Smart Search Is The New Standard
Text-based search, operating on a straight keyword matching basis, has more or less had its day, in the world of ecommerce. That approach led to weak result sets, often laden with irrelevant results, or worse, offering ‘zero results’ pages for even quite basic searches.
Natural language processing (NLP) is now the preferred approach for search giants such as Google and Bing, and ecommerce search is following quickly in their footsteps. NLP offers a semantic approach, focussing on meaning and relevance, rather than simple keyword matching. Smart, self-learning technology allows on-site search tools to better understand search intent, and therefore to serve up more relevant results. The faster a visitor finds what they are looking for on an ecommerce site, the more likely they are to buy, and the more likely they are to buy again in future. It’s easy to see, therefore, why NLP is creating such a stir in the enterprise ecommerce market.
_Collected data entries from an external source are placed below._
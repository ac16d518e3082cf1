use crate::app::CorrectionsFocus;
use crate::logic::corrections::{CorrectionPlan, CorrectionProgress};
use crate::logic::rates::OptionFilter;
use crate::models::{FertilizerOption, Nutrient, SelectionSet};
use crate::ui::components::level_gauge;
use crate::ui::{truncate, Theme};
use ratatui::{
    buffer::Buffer,
    layout::{Constraint, Direction, Layout, Rect},
    style::Style,
    text::{Line, Span},
    widgets::{Block, Borders, List, ListItem, Paragraph, Widget, Wrap},
};

pub struct CorrectionsScreen<'a> {
    pub plan: &'a CorrectionPlan<'a>,
    pub options: &'a [FertilizerOption],
    pub selections: &'a SelectionSet,
    pub progress: Option<&'a CorrectionProgress>,
    pub filter: &'a OptionFilter,
    pub max_excess_percent: f64,
    pub selected_correction: usize,
    pub selected_option: usize,
    pub focus: CorrectionsFocus,
    pub searching: bool,
    pub status_message: Option<&'a str>,
}

impl<'a> CorrectionsScreen<'a> {
    pub fn new(
        plan: &'a CorrectionPlan<'a>,
        options: &'a [FertilizerOption],
        selections: &'a SelectionSet,
        filter: &'a OptionFilter,
    ) -> Self {
        Self {
            plan,
            options,
            selections,
            progress: None,
            filter,
            max_excess_percent: 25.0,
            selected_correction: 0,
            selected_option: 0,
            focus: CorrectionsFocus::Deficiencies,
            searching: false,
            status_message: None,
        }
    }

    pub fn with_progress(mut self, progress: Option<&'a CorrectionProgress>) -> Self {
        self.progress = progress;
        self
    }

    pub fn with_selection(mut self, correction: usize, option: usize) -> Self {
        self.selected_correction = correction;
        self.selected_option = option;
        self
    }

    pub fn with_focus(mut self, focus: CorrectionsFocus, searching: bool) -> Self {
        self.focus = focus;
        self.searching = searching;
        self
    }

    pub fn with_max_excess(mut self, percent: f64) -> Self {
        self.max_excess_percent = percent;
        self
    }

    pub fn with_status(mut self, message: Option<&'a str>) -> Self {
        self.status_message = message;
        self
    }

    fn target(&self) -> Option<&'a Nutrient> {
        self.plan.get(self.selected_correction)
    }

    fn panel(&self, title: String, focused: bool) -> Block<'static> {
        let border = if focused {
            Theme::border_focused()
        } else {
            Theme::border()
        };
        Block::default()
            .title(title)
            .borders(Borders::ALL)
            .border_style(border)
    }
}

impl Widget for CorrectionsScreen<'_> {
    fn render(self, area: Rect, buf: &mut Buffer) {
        let chunks = Layout::default()
            .direction(Direction::Vertical)
            .constraints([
                Constraint::Length(1), // Title
                Constraint::Min(12),   // Content
                Constraint::Length(1), // Status
                Constraint::Length(1), // Nav
            ])
            .split(area);

        let title = Line::from(vec![
            Span::styled("Corrections", Theme::title()),
            Span::styled(
                format!(
                    " ({} needed, max excess {:.0}%)",
                    self.plan.len(),
                    self.max_excess_percent
                ),
                Theme::dim(),
            ),
        ]);
        Paragraph::new(title).render(chunks[0], buf);

        let content = Layout::default()
            .direction(Direction::Horizontal)
            .constraints([Constraint::Percentage(28), Constraint::Percentage(72)])
            .split(chunks[1]);
        self.render_deficiencies(content[0], buf);

        let right = Layout::default()
            .direction(Direction::Vertical)
            .constraints([
                Constraint::Length(4), // Progress
                Constraint::Length(5), // Selected products
                Constraint::Min(5),    // Options
                Constraint::Length(8), // Details
            ])
            .split(content[1]);
        self.render_progress(right[0], buf);
        self.render_selections(right[1], buf);
        self.render_options(right[2], buf);
        self.render_details(right[3], buf);

        if let Some(message) = self.status_message {
            Paragraph::new(Span::styled(message, Theme::warning())).render(chunks[2], buf);
        }

        let nav = if self.searching {
            Line::from(vec![
                Span::styled("[Enter/Esc]", Theme::nav_key()),
                Span::styled("Done ", Theme::nav_label()),
            ])
        } else {
            Line::from(vec![
                Span::styled("[↑↓]", Theme::nav_key()),
                Span::styled("Navigate ", Theme::nav_label()),
                Span::styled("[Tab]", Theme::nav_key()),
                Span::styled("Focus ", Theme::nav_label()),
                Span::styled("[Enter]", Theme::nav_key()),
                Span::styled("Add ", Theme::nav_label()),
                Span::styled("[+/-]", Theme::nav_key()),
                Span::styled("Rate ", Theme::nav_label()),
                Span::styled("[d]", Theme::nav_key()),
                Span::styled("Remove ", Theme::nav_label()),
                Span::styled("[f]", Theme::nav_key()),
                Span::styled("Release ", Theme::nav_label()),
                Span::styled("[/]", Theme::nav_key()),
                Span::styled("Search ", Theme::nav_label()),
                Span::styled("[Esc]", Theme::nav_key()),
                Span::styled("Back", Theme::nav_label()),
            ])
        };
        Paragraph::new(nav).render(chunks[3], buf);
    }
}

impl CorrectionsScreen<'_> {
    fn render_deficiencies(&self, area: Rect, buf: &mut Buffer) {
        let block = self.panel(
            "Deficiencies".to_string(),
            self.focus == CorrectionsFocus::Deficiencies,
        );
        let inner = block.inner(area);
        block.render(area, buf);

        if self.plan.is_empty() {
            Paragraph::new(Span::styled("No deficiencies to correct", Theme::success()))
                .render(inner, buf);
            return;
        }

        let mut items = Vec::new();
        for (i, nutrient) in self.plan.all().enumerate() {
            if i == self.plan.main.len() {
                items.push(ListItem::new(Span::styled("Secondary", Theme::dim())));
            }
            let style = if i == self.selected_correction {
                Theme::selected()
            } else {
                Style::default()
            };
            let picked = self.selections.slot_count(&nutrient.name);
            let mut spans = vec![
                Span::styled("▼ ", Theme::status(nutrient.status)),
                Span::styled(truncate(&nutrient.name, 24), Theme::normal()),
            ];
            if picked > 0 {
                spans.push(Span::styled(format!(" ({})", picked), Theme::success()));
            }
            items.push(ListItem::new(Line::from(spans)).style(style));
        }

        List::new(items).render(inner, buf);
    }

    fn render_progress(&self, area: Rect, buf: &mut Buffer) {
        let (Some(progress), Some(target)) = (self.progress, self.target()) else {
            Paragraph::new(Span::styled("No ideal level to correct towards", Theme::dim()))
                .block(self.panel("Progress".to_string(), false))
                .render(area, buf);
            return;
        };

        let cols = Layout::default()
            .direction(Direction::Horizontal)
            .constraints([Constraint::Ratio(1, 4); 4])
            .split(area);

        let scale = progress.scale();
        let unit = target.unit.as_str();
        let new_color = if progress.within_band {
            Theme::OPTIMAL
        } else {
            Theme::deviation_color(progress.deviation_percent)
        };

        level_gauge("Original", progress.current, scale, progress.target, unit)
            .color(target.status.color())
            .render(cols[0], buf);
        level_gauge("New Level", progress.new_level, scale, progress.target, unit)
            .color(new_color)
            .render(cols[1], buf);
        level_gauge("Requirement", progress.requirement, scale, progress.target, unit)
            .color(Theme::WARNING)
            .render(cols[2], buf);
        level_gauge("Target", progress.target, scale, progress.target, unit)
            .color(Theme::TARGET)
            .render(cols[3], buf);
    }

    fn render_selections(&self, area: Rect, buf: &mut Buffer) {
        let block = self.panel("Selected Products".to_string(), false);
        let inner = block.inner(area);
        block.render(area, buf);

        let Some(target) = self.target() else {
            return;
        };
        let items: Vec<ListItem> = self
            .selections
            .for_nutrient(&target.name)
            .map(|(_, selection)| {
                ListItem::new(Line::from(vec![
                    Span::styled(truncate(&selection.fert_label, 40), Theme::normal()),
                    Span::styled(format!("  {:.1} kg/ha", selection.rate), Theme::highlight()),
                ]))
            })
            .collect();

        if items.is_empty() {
            Paragraph::new(Span::styled(
                "Press Enter on an option to add it",
                Theme::dim(),
            ))
            .render(inner, buf);
            return;
        }
        List::new(items).render(inner, buf);
    }

    fn render_options(&self, area: Rect, buf: &mut Buffer) {
        let mut title = format!(
            "Options [{}]",
            self.filter.release.map(|r| r.as_str()).unwrap_or("All")
        );
        if self.searching || !self.filter.search.is_empty() {
            let cursor = if self.searching { "_" } else { "" };
            title.push_str(&format!(" search: {}{}", self.filter.search, cursor));
        }
        let block = self.panel(title, self.focus == CorrectionsFocus::Options);
        let inner = block.inner(area);
        block.render(area, buf);

        if self.options.is_empty() {
            Paragraph::new(Span::styled("No matching products", Theme::dim())).render(inner, buf);
            return;
        }

        // Keep the highlighted option on screen
        let visible = inner.height as usize;
        let skip = (self.selected_option + 1).saturating_sub(visible);

        let items: Vec<ListItem> = self
            .options
            .iter()
            .enumerate()
            .skip(skip)
            .map(|(i, option)| {
                let style = if i == self.selected_option && self.focus == CorrectionsFocus::Options
                {
                    Theme::selected()
                } else {
                    Style::default()
                };
                let priority_style = Style::default().fg(option.priority.color());
                let rate = if option.rate() > 0.0 {
                    format!("{:>8.1} kg/ha", option.rate())
                } else {
                    "   no safe rate".to_string()
                };
                let mut spans = vec![
                    Span::styled(format!("{} ", option.priority.symbol()), priority_style),
                    Span::styled(format!("{:<38}", truncate(&option.label, 38)), Theme::normal()),
                    Span::styled(rate, Theme::highlight()),
                ];
                if option.capped.is_capped() {
                    spans.push(Span::styled(" capped", Theme::warning()));
                }
                ListItem::new(Line::from(spans)).style(style)
            })
            .collect();

        List::new(items).render(inner, buf);
    }

    fn render_details(&self, area: Rect, buf: &mut Buffer) {
        let block = self.panel("Details".to_string(), false);
        let inner = block.inner(area);
        block.render(area, buf);

        let Some(option) = self.options.get(self.selected_option) else {
            return;
        };

        let mut lines = vec![Line::from(vec![
            Span::styled(&option.label, Theme::header()),
            Span::styled(
                format!("  {}", option.priority),
                Style::default().fg(option.priority.color()),
            ),
        ])];
        lines.push(Line::from(Span::styled(&option.explanation, Theme::normal())));
        for point in &option.data_points {
            lines.push(Line::from(vec![
                Span::styled(format!("  {}: ", point.label), Theme::dim()),
                Span::styled(&point.value, Theme::highlight()),
            ]));
        }

        Paragraph::new(lines)
            .wrap(Wrap { trim: true })
            .render(inner, buf);
    }
}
Most NLP-based search frameworks can handle misspellings, synonyms, regional variations, singular and plural variants and much more. As the technology develops, the ability to handle weights and measurements is becoming standard. A platform that can handle weights and measurements can deliver highly accurate results. For example, a search for a 50” plasma TV will only return results for 50” TVs, and not for larger or smaller models.
Auto Suggest & Auto Correct
Working hand in hand with an NLP-based engine, auto suggest and auto correct tools can help deliver higher levels of customer satisfaction, and can help reduce the chances of a ‘No Results Found’ page being returned – as well as speeding up the purchasing process.
Auto suggest works by starting to search a store’s product catalog for relevant matches after the customer has entered just two or three characters from their search term. Often, this is enough to accurately identify the most likely products that the customer is looking for. By displaying auto suggest results in a dropdown from the search box, the store can help the customer to reach those products quickly, and can reduce the chances of errors being introduced. If a match isn’t shown after the first few characters, the visitor simply continues to type – with the displayed results being updated with every additional character.
When executed well, this approach is extremely popular with customers. If auto suggest is slow or offers irrelevant results however, it can quickly frustrate the visitor, potentially leading to cart abandonment. It’s vital therefore, that any auto suggest tool should be underpinned by a super fast and highly accurate search engine.
Sitting alongside auto suggest is auto correct. Typos and misspellings are incredibly common in search, whether organic search or ecommerce on-site search, and even more so when visitors are using a mobile device to access a website. Autocorrect allows the on-site search platform to understand what the customer intended to search for and to deliver those results directly, instead of displaying a message such as ‘We don’t understand your query, please check your spelling’.
Powerful Merchandising Tools
One of the weak points of many traditional ecommerce search tools is that results were displayed in a more or less random order, with no merchandising opportunities or any form of coherent presentation. The new wave of ecommerce search tools tackle this head on, with strong merchandising tools, to present results in an engaging and optimised way.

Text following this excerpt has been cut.